__ABOUT THIS TASK__: Report all lines in the records that hold the string "lowered".

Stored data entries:
-=-=-=-=-
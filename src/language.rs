//! Coarse script detection and language-agnostic keyword matching.
//!
//! [`needs_translation`] is not a language detector. It only asks two
//! questions: does the text contain CJK ideographs (always foreign), and does
//! it contain *any* letter of the display language's alphabet. When there is
//! no such letter the text is assumed to need translation, which can
//! over-translate brand names and very short strings. That is acceptable:
//! translating text that is already in the right language hands it back
//! essentially unchanged.

use crate::translate::{Translate, Translator};
use once_cell::sync::Lazy;
use regex::Regex;

static FOREIGN_SCRIPT: Lazy<Regex> =
    Lazy::new(|| Regex::new(r"[\x{4E00}-\x{9FFF}]").expect("FOREIGN_SCRIPT regex should compile"));
static UKRAINIAN_LETTERS: Lazy<Regex> =
    Lazy::new(|| Regex::new(r"[а-яіїєґ]").expect("UKRAINIAN_LETTERS regex should compile"));
static RUSSIAN_LETTERS: Lazy<Regex> =
    Lazy::new(|| Regex::new(r"[а-яё]").expect("RUSSIAN_LETTERS regex should compile"));
static ENGLISH_LETTERS: Lazy<Regex> =
    Lazy::new(|| Regex::new(r"[a-z]").expect("ENGLISH_LETTERS regex should compile"));

/// Lowercase alphabet of a supported display language.
#[derive(Debug, Clone, Copy, PartialEq, Eq)]
pub enum Alphabet {
    Ukrainian,
    Russian,
    English,
}

impl Alphabet {
    /// Look up the alphabet for an ISO 639-1 language code.
    pub fn from_code(code: &str) -> Option<Self> {
        match code.trim().to_ascii_lowercase().as_str() {
            "uk" => Some(Self::Ukrainian),
            "ru" => Some(Self::Russian),
            "en" => Some(Self::English),
            _ => None,
        }
    }

    pub fn code(&self) -> &'static str {
        match self {
            Self::Ukrainian => "uk",
            Self::Russian => "ru",
            Self::English => "en",
        }
    }

    fn letters(&self) -> &'static Regex {
        match self {
            Self::Ukrainian => &UKRAINIAN_LETTERS,
            Self::Russian => &RUSSIAN_LETTERS,
            Self::English => &ENGLISH_LETTERS,
        }
    }
}

/// Decide whether `text` should be sent for translation into `display`.
pub fn needs_translation(text: &str, display: Alphabet) -> bool {
    if FOREIGN_SCRIPT.is_match(text) {
        return true;
    }
    !display.letters().is_match(&text.to_lowercase())
}

/// Case-insensitive substring check for any keyword, no translation.
pub fn contains_any_keyword<S: AsRef<str>>(text: &str, keywords: &[S]) -> bool {
    let lowered = text.to_lowercase();
    keywords
        .iter()
        .map(|k| k.as_ref().to_lowercase())
        .any(|k| !k.is_empty() && lowered.contains(&k))
}

/// Does `content` mention any keyword once normalized to the working language?
///
/// Empty content is never relevant and costs no translation call.
pub async fn content_contains_keywords_any_lang<T: Translate, S: AsRef<str>>(
    translator: &mut Translator<T>,
    content: &str,
    keywords: &[S],
) -> bool {
    if content.is_empty() {
        return false;
    }
    let normalized = translator.to_working_language_cached(content).await;
    contains_any_keyword(normalized.text(), keywords)
}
-=-=-=-=-
__SOLUTION TO THIS TASK__:
    let lowered = text.to_lowercase();
        .any(|k| !k.is_empty() && lowered.contains(&k))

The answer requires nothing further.